My name is Shamima Aktar and I am a responsible member of my society working as an organizer at Bangladesh Garment and Industrial Workers’ Federation (BGIWF). This was not the case 10 years back. My father was diagnosed with cancer and our family of seven had difficulty making ends meet. Thus, I had to begin working when I was in eighth grade in a small organization that help street children in my community.
From then on, I never looked back, I worked in a garments factory and still managed to acquire a GPA 5 in SSC examination, and this made my father proud. But I did not forget about the hardship that my colleagues and I went through in the garments factory. We were deprived of our basic rights and even more, we did not even know what our rights were. There were chronic shortage of drinking water, bathroom facilities and space for moving around. I always wished I could do something to improve the conditions, do something so that we could receive the minimal facilities.
Then in 2014, I joined BGIWF. I got the opportunity to struggle toward those goals of mine. Things were already on the move due to the Rana Plaza tragedy just a year back. Infrastructure was improving, emergency exit and fire safety was put in place and many factories were relocated from residential buildings to Ashulia, Savar and Narayanganj.

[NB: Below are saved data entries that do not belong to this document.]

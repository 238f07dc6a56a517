//! Generation configuration, persisted as TOML.

use std::path::Path;

use serde::{Deserialize, Serialize};

use crate::error::{ConfigError, ConfigResult};

/// Options recognized by the generator.
#[derive(Debug, Clone, PartialEq, Serialize, Deserialize)]
pub struct GenerationConfig {
    /// Resolve denotation ids to labels before evaluation (otherwise raw ids).
    #[serde(default = "default_true")]
    pub label_query_results: bool,
    /// Substitute canonical entity labels into edge string representations.
    #[serde(default = "default_true")]
    pub replace_entities: bool,
    /// Restrict model-guided grounding to whitelisted relations.
    #[serde(default)]
    pub use_whitelist: bool,
    /// Beam width of the model-guided search.
    #[serde(default = "default_beam_size")]
    pub beam_size: usize,
    /// Question words that signal a v-structure (character-role) construction.
    #[serde(default = "default_v_structure_markers")]
    pub v_structure_markers: Vec<String>,
}

fn default_true() -> bool {
    true
}
fn default_beam_size() -> usize {
    10
}
fn default_v_structure_markers() -> Vec<String> {
    [
        "play", "plays", "played", "playing", "star", "stars", "starred", "starring", "voice",
        "voices", "voiced", "portray", "portrays", "portrayed",
    ]
    .into_iter()
    .map(String::from)
    .collect()
}

impl Default for GenerationConfig {
    fn default() -> Self {
        Self {
            label_query_results: default_true(),
            replace_entities: default_true(),
            use_whitelist: false,
            beam_size: default_beam_size(),
            v_structure_markers: default_v_structure_markers(),
        }
    }
}

impl GenerationConfig {
    /// Load from a TOML file.
    pub fn load(path: &Path) -> ConfigResult<Self> {
        let content = std::fs::read_to_string(path).map_err(|e| ConfigError::Read {
            path: path.display().to_string(),
            source: e,
        })?;
        toml::from_str(&content).map_err(|e| ConfigError::Parse {
            path: path.display().to_string(),
            message: e.to_string(),
        })
    }

    /// Save to a TOML file.
    pub fn save(&self, path: &Path) -> ConfigResult<()> {
        let content = toml::to_string_pretty(self).map_err(|e| ConfigError::Parse {
            path: path.display().to_string(),
            message: e.to_string(),
        })?;
        if let Some(parent) = path.parent() {
            std::fs::create_dir_all(parent).map_err(|e| ConfigError::Write {
                path: parent.display().to_string(),
                source: e,
            })?;
        }
        std::fs::write(path, content).map_err(|e| ConfigError::Write {
            path: path.display().to_string(),
            source: e,
        })
    }
}
//! Scoring groundings with a question-answering model.

use std::collections::HashSet;

use rayon::prelude::*;

use crate::error::{KbqaResult, ModelError, ModelResult};
use crate::graph::repr::{ENTITY_PLACEHOLDER, add_string_representations_to_edges, replace_entities};
use crate::graph::{EdgeType, Graph, RelationId};
use crate::ground::apply_grounding;
use crate::ground::enumerate::find_groundings;
use crate::kb::KnowledgeBase;
use crate::search::Generator;

use super::{ModelCandidate, sort_by_score_desc};

/// A model that scores grounded graphs for the question they carry.
pub trait QaModel: Send + Sync {
    /// One score per input graph, in input order.
    fn scores_for_instance(&self, graphs: &[Graph]) -> ModelResult<Vec<f32>>;
}

/// Baseline model: the share of edge-label words that occur in the question.
#[derive(Debug, Clone, Copy, Default)]
pub struct LexicalOverlapModel;

impl LexicalOverlapModel {
    fn score(graph: &Graph) -> f32 {
        let question: HashSet<String> = graph.tokens.iter().map(|t| t.to_lowercase()).collect();
        let words: Vec<String> = graph
            .edges
            .iter()
            .filter_map(|e| e.label.as_deref())
            .flat_map(str::split_whitespace)
            .filter(|w| *w != ENTITY_PLACEHOLDER)
            .map(str::to_lowercase)
            .collect();
        if words.is_empty() {
            return 0.0;
        }
        let hits = words.iter().filter(|w| question.contains(*w)).count();
        hits as f32 / words.len() as f32
    }
}

impl QaModel for LexicalOverlapModel {
    fn scores_for_instance(&self, graphs: &[Graph]) -> ModelResult<Vec<f32>> {
        Ok(graphs.par_iter().map(Self::score).collect())
    }
}

/// Whether every edge uses a whitelisted relation. Time and v-structure edges always pass.
fn whitelisted(graph: &Graph, kb: &dyn KnowledgeBase) -> bool {
    graph.edges.iter().all(|e| {
        matches!(e.kind, Some(EdgeType::Time | EdgeType::VStructure))
            || e.kb_id.as_ref().is_some_and(|r| kb.is_whitelisted(r.base()))
    })
}

/// Drop qualifier groundings whose base relation some candidate already uses directly.
///
/// Only the last edge of each graph is inspected.
fn prune_redundant_qualifiers(graphs: Vec<Graph>) -> Vec<Graph> {
    let direct: HashSet<String> = graphs
        .iter()
        .filter_map(Graph::last_edge)
        .filter(|e| e.kind.is_some_and(EdgeType::is_first_order))
        .filter_map(|e| e.kb_id.as_ref())
        .filter(|r| !r.is_qualifier())
        .map(|r| r.base().to_string())
        .collect();
    graphs
        .into_iter()
        .filter(|g| match g.last_edge().and_then(|e| e.kb_id.as_ref()) {
            Some(r) if r.is_qualifier() => !direct.contains(r.base()),
            _ => true,
        })
        .collect()
}

/// Drop hop groundings whose hop relation repeats a first-order relation of another candidate.
///
/// A hop is redundant when some candidate's last edge already uses the hop
/// relation as its main relation with the same edge type.
fn prune_redundant_hops(graphs: Vec<Graph>) -> Vec<Graph> {
    let first_order: HashSet<(RelationId, EdgeType)> = graphs
        .iter()
        .filter_map(Graph::last_edge)
        .filter_map(|e| match (e.kind, e.kb_id.as_ref()) {
            (Some(kind), Some(r)) if kind.is_first_order() => Some((r.clone(), kind)),
            _ => None,
        })
        .collect();
    graphs
        .into_iter()
        .filter(|g| {
            let Some(edge) = g.last_edge() else {
                return true;
            };
            match (edge.hop_relation(), edge.kind) {
                (Some(hop), Some(kind)) => !first_order.contains(&(hop.clone(), kind)),
                _ => true,
            }
        })
        .collect()
}

impl Generator<'_> {
    /// Ground skeletons and keep the model's favourites.
    ///
    /// Groundings are optionally restricted to the relation whitelist, given
    /// string representations and pruned of redundant qualifiers and hops.
    /// The survivors are scored in one batch; those scoring above `min_score`
    /// are returned best first, at most `beam_size` of them.
    pub fn ground_with_model(
        &self,
        skeletons: &[Graph],
        model: &dyn QaModel,
        min_score: f32,
    ) -> KbqaResult<Vec<ModelCandidate>> {
        let kb = self.kb.kb();
        let markers = &self.config.v_structure_markers;
        let mut grounded: Vec<Graph> = Vec::new();
        for skeleton in skeletons {
            grounded.extend(
                find_groundings(&self.kb, skeleton, markers)?
                    .iter()
                    .map(|p| apply_grounding(skeleton, p)),
            );
        }
        if self.config.use_whitelist {
            grounded.retain(|g| whitelisted(g, kb));
        }
        tracing::debug!(groundings = grounded.len(), "grounded for model scoring");

        let replace = self.config.replace_entities;
        let property_label = |p: &str| kb.property_label(p);
        let grounded: Vec<Graph> = grounded
            .into_iter()
            .map(|g| add_string_representations_to_edges(g, &property_label, replace))
            .map(|g| if replace { replace_entities(g) } else { g })
            .collect();

        let grounded = prune_redundant_qualifiers(grounded);
        let grounded = prune_redundant_hops(grounded);
        tracing::debug!(groundings = grounded.len(), "after qualifier and hop pruning");
        if grounded.is_empty() {
            return Ok(Vec::new());
        }

        let scores = model.scores_for_instance(&grounded)?;
        if scores.len() != grounded.len() {
            return Err(ModelError::ScoreCountMismatch {
                expected: grounded.len(),
                actual: scores.len(),
            }
            .into());
        }
        let mut chosen: Vec<ModelCandidate> = grounded
            .into_iter()
            .zip(scores)
            .filter(|(_, score)| *score > min_score)
            .map(|(graph, score)| ModelCandidate { graph, score })
            .collect();
        sort_by_score_desc(&mut chosen);
        chosen.truncate(self.config.beam_size);
        tracing::debug!(chosen = chosen.len(), min_score, "model grounding pass");
        Ok(chosen)
    }
}
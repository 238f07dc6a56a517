//! Entity linking: mapping question mentions to ranked knowledge-base ids.

use std::collections::HashSet;

use crate::error::KbResult;
use crate::graph::{Entity, KbId};
use crate::kb::memory::MemoryKb;

/// Default number of candidate ids kept per mention.
pub const DEFAULT_MAX_ENTITY_OPTIONS: usize = 3;

/// An entity-linking service.
pub trait EntityLinker: Send + Sync {
    /// Candidate ids for a mention, best first, at most [`max_entity_options`](Self::max_entity_options).
    fn link_entity(&self, entity: &Entity) -> KbResult<Vec<KbId>>;

    /// Normalize raw lookup rows into a ranked candidate list.
    fn post_process_entity_linkings(&self, rows: Vec<KbId>) -> Vec<KbId> {
        let mut seen = HashSet::new();
        rows.into_iter().filter(|id| seen.insert(id.clone())).collect()
    }

    /// Maximum number of candidates kept per mention.
    fn max_entity_options(&self) -> usize {
        DEFAULT_MAX_ENTITY_OPTIONS
    }
}

/// Links mentions by exact (case-insensitive) label match against a [`MemoryKb`].
///
/// Candidates are ranked by how many triples they take part in.
#[derive(Debug)]
pub struct LabelLinker<'a> {
    kb: &'a MemoryKb,
    max_options: usize,
}

impl<'a> LabelLinker<'a> {
    pub fn new(kb: &'a MemoryKb) -> Self {
        Self {
            kb,
            max_options: DEFAULT_MAX_ENTITY_OPTIONS,
        }
    }

    pub fn with_max_options(mut self, max_options: usize) -> Self {
        self.max_options = max_options;
        self
    }
}

impl EntityLinker for LabelLinker<'_> {
    fn link_entity(&self, entity: &Entity) -> KbResult<Vec<KbId>> {
        let mut ranked: Vec<(usize, KbId)> = self
            .kb
            .ids_with_label(&entity.surface())
            .into_iter()
            .map(|id| (self.kb.degree(&id), id))
            .collect();
        ranked.sort_by(|a, b| b.0.cmp(&a.0));
        Ok(ranked
            .into_iter()
            .take(self.max_options)
            .map(|(_, id)| id)
            .collect())
    }

    fn max_entity_options(&self) -> usize {
        self.max_options
    }
}
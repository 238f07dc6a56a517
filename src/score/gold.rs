//! Scoring groundings against gold answers.

use rayon::prelude::*;

use crate::enrich::post_process_answers_given_graph;
use crate::error::KbResult;
use crate::graph::{Graph, GraphFilter, KbId};
use crate::ground::apply_grounding;
use crate::ground::enumerate::find_groundings;
use crate::search::Generator;

use super::{
    GOLD_CHOSEN_CAP, GoldCandidate, GoldScoring, IMPORTANCE_MIN_ANSWERS, NEGATIVE_F1, RejectedGraph,
    retrieval_prec_rec_f1_with_altlabels, sort_by_f1_desc,
};

impl Generator<'_> {
    /// Ground one skeleton and score every grounding against `gold`.
    ///
    /// A grounding with more than [`IMPORTANCE_MIN_ANSWERS`] answers also
    /// yields an `importance`-filtered variant, scored as its own candidate.
    /// Candidates with F1 above `min_f1` are chosen; candidates with F1 below
    /// [`NEGATIVE_F1`] are rejected. Anything in between is dropped.
    pub fn ground_one_with_gold(
        &self,
        skeleton: &Graph,
        gold: &[String],
        min_f1: f64,
    ) -> KbResult<GoldScoring> {
        let kb = self.kb.kb();
        let mut grounded: Vec<Graph> =
            find_groundings(&self.kb, skeleton, &self.config.v_structure_markers)?
                .iter()
                .map(|p| apply_grounding(skeleton, p))
                .collect();
        let mut denotations = grounded
            .par_iter()
            .map(|g| kb.query_graph_denotations(g))
            .collect::<KbResult<Vec<Vec<KbId>>>>()?;

        for i in 0..grounded.len() {
            if denotations[i].len() > IMPORTANCE_MIN_ANSWERS {
                let mut variant = grounded[i].clone();
                variant.filter = Some(GraphFilter::Importance);
                let important = kb.filter_denotation_by_importance(&denotations[i])?;
                grounded.push(variant);
                denotations.push(important);
            }
        }

        let label_results = self.config.label_query_results;
        let answers = grounded
            .par_iter()
            .zip(denotations.par_iter())
            .map(|(g, ids)| -> KbResult<Vec<Vec<String>>> {
                let labels = if label_results {
                    kb.label_query_results(ids)?
                } else {
                    kb.map_query_results(ids)
                };
                post_process_answers_given_graph(labels, g, kb)
            })
            .collect::<KbResult<Vec<Vec<Vec<String>>>>>()?;
        tracing::debug!(groundings = grounded.len(), "scoring against gold");

        let mut scoring = GoldScoring::default();
        for (graph, answers) in grounded.into_iter().zip(answers) {
            let score = retrieval_prec_rec_f1_with_altlabels(gold, &answers);
            if score.f1 < NEGATIVE_F1 {
                scoring.rejected.push(RejectedGraph {
                    graph: graph.clone(),
                    answer_count: answers.len(),
                });
            }
            if score.f1 > min_f1 {
                scoring.chosen.push(GoldCandidate {
                    graph,
                    score,
                    answers,
                });
            }
        }
        Ok(scoring)
    }

    /// Score skeletons in order, stopping at the first one with chosen candidates.
    ///
    /// Rejections from every skeleton tried are kept. The chosen candidates are
    /// sorted by F1, best first, and capped at [`GOLD_CHOSEN_CAP`].
    pub fn ground_with_gold(
        &self,
        skeletons: &[Graph],
        gold: &[String],
        min_f1: f64,
    ) -> KbResult<GoldScoring> {
        let mut all = GoldScoring::default();
        for skeleton in skeletons {
            if !all.chosen.is_empty() {
                break;
            }
            let scoring = self.ground_one_with_gold(skeleton, gold, min_f1)?;
            all.chosen.extend(scoring.chosen);
            all.rejected.extend(scoring.rejected);
        }
        sort_by_f1_desc(&mut all.chosen);
        all.chosen.truncate(GOLD_CHOSEN_CAP);
        tracing::debug!(chosen = all.chosen.len(), rejected = all.rejected.len(), "gold grounding pass");
        Ok(all)
    }
}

I believed that the workers must be aware of their rights and they must be united to achieve them. That is what we do at BGIWF—we train them to let them know what they deserve and we empower them so that they can claim their rights from the factory owners.
This work has put me in difficult situations and I would like to share one such event. In one factory where we helped to organize a trade union, the factory management called a meeting with us and the union to talk about a demand made by the worker’s union that the salaries must be paid [in a timely fashion]. The factory management would not grant it, and at one point we were locked and beaten. But what moved me was that hearing about our abuse, 17 trade unions around the community immediately came to our aid and barricaded the factory we were in.
Thus, I gathered my courage that the work we were doing was meaningful to many. The workers needed us on their side to be able to live in peace and I wish to [continue organizing workers] no matter how difficult it is for me.